Exercise brief: Go through the records below and copy out every line that contains the word "impl".

Source records: Begin

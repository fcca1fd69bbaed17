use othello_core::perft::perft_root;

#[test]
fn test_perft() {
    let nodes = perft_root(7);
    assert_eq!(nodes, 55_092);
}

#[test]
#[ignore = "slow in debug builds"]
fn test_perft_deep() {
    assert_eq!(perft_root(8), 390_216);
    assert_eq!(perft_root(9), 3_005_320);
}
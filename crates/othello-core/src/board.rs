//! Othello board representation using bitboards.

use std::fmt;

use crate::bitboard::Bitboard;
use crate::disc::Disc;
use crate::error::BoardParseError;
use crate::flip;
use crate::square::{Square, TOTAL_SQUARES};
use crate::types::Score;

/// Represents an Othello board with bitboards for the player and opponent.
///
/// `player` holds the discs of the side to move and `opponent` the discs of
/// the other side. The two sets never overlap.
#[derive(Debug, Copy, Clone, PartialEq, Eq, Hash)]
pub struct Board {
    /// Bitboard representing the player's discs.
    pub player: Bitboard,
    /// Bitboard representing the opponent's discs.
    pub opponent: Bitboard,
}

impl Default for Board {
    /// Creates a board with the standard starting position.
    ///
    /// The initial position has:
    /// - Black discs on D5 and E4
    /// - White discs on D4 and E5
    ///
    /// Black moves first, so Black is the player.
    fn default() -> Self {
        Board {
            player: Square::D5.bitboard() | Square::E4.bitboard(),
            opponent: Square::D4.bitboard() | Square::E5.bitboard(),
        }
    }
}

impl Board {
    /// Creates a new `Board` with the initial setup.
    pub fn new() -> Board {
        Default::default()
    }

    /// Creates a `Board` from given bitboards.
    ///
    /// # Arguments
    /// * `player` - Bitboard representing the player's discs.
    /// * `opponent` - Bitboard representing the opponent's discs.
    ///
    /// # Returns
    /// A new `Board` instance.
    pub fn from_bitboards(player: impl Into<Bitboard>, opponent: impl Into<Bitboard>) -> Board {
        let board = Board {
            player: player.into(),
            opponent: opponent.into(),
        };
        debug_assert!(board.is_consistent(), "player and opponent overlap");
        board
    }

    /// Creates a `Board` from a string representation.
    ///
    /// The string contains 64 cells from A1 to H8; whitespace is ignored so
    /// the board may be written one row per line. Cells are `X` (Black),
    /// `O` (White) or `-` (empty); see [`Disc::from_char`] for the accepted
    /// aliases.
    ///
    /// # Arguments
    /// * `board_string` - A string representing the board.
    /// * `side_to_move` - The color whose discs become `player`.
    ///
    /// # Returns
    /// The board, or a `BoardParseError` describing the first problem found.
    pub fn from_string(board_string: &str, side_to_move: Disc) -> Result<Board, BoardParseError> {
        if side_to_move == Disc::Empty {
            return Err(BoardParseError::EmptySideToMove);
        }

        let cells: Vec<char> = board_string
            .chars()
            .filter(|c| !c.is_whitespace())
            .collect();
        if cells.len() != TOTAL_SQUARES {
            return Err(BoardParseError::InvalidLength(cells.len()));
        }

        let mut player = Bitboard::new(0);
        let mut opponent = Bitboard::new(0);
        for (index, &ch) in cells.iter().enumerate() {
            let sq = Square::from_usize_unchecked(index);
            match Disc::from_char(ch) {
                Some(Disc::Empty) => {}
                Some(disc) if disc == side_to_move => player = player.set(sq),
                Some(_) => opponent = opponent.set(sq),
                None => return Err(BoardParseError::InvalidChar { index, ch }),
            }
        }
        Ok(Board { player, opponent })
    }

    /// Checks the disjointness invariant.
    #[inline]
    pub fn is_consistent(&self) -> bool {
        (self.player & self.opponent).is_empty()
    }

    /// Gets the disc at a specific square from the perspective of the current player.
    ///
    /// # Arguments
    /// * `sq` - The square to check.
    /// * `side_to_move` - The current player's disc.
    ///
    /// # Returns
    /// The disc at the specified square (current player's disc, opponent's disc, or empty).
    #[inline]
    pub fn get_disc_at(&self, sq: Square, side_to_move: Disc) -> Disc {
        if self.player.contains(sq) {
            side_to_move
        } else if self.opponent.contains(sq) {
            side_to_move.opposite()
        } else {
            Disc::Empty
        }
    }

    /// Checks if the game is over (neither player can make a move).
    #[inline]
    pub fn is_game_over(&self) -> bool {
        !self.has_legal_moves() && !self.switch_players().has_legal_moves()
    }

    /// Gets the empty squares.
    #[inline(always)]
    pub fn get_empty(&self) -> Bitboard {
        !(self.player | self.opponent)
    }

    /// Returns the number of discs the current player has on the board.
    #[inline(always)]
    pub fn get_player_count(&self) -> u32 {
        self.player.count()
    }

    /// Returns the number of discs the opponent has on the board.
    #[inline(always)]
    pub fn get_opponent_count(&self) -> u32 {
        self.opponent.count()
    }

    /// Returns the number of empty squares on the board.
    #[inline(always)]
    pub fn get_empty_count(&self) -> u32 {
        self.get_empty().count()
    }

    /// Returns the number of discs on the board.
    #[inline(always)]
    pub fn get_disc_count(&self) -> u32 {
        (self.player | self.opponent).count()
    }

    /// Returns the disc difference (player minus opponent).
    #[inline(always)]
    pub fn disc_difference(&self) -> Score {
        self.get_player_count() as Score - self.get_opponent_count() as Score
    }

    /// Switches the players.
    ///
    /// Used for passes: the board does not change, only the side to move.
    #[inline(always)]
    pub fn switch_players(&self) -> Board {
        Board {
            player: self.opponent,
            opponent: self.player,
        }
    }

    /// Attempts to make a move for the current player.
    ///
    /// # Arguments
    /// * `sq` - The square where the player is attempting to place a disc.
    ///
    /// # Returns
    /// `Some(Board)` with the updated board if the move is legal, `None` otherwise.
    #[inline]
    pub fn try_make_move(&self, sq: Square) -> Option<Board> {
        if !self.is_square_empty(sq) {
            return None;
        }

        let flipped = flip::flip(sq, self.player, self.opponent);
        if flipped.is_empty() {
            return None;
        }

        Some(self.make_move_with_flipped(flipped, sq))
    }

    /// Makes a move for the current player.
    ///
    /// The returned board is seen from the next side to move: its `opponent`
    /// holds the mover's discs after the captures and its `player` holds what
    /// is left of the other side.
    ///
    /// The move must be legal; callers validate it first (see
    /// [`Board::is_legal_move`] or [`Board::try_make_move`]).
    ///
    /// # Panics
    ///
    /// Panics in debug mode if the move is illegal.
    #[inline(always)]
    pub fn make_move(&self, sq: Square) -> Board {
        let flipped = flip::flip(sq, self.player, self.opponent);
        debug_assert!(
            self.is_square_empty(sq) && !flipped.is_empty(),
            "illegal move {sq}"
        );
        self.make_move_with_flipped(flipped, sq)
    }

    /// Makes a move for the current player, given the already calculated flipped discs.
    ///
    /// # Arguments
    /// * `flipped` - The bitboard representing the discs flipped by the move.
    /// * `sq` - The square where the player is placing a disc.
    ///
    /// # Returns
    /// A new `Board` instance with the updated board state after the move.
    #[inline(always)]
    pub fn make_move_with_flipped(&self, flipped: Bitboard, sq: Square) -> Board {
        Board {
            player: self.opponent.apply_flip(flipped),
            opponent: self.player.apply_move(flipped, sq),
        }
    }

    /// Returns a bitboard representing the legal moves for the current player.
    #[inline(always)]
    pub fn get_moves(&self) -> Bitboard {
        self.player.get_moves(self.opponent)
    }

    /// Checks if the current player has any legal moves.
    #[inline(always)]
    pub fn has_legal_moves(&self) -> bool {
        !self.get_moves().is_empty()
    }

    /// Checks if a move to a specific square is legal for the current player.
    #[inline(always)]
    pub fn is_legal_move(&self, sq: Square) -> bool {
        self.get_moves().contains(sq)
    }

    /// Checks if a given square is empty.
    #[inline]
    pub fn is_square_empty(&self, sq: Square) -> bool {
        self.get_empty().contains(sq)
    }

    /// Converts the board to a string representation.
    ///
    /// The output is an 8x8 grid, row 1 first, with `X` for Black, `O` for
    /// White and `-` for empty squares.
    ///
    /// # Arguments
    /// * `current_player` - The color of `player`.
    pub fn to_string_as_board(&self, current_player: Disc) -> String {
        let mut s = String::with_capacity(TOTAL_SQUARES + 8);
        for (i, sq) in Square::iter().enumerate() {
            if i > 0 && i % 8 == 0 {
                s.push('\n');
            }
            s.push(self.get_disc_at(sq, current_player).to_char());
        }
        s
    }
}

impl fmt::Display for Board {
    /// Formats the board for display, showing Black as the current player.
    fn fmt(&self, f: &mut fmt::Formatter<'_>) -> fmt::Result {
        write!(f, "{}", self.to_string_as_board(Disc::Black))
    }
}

Source records: End

Response box:
impl Default for Board {
impl Board {
    pub fn from_bitboards(player: impl Into<Bitboard>, opponent: impl Into<Bitboard>) -> Board {
impl fmt::Display for Board {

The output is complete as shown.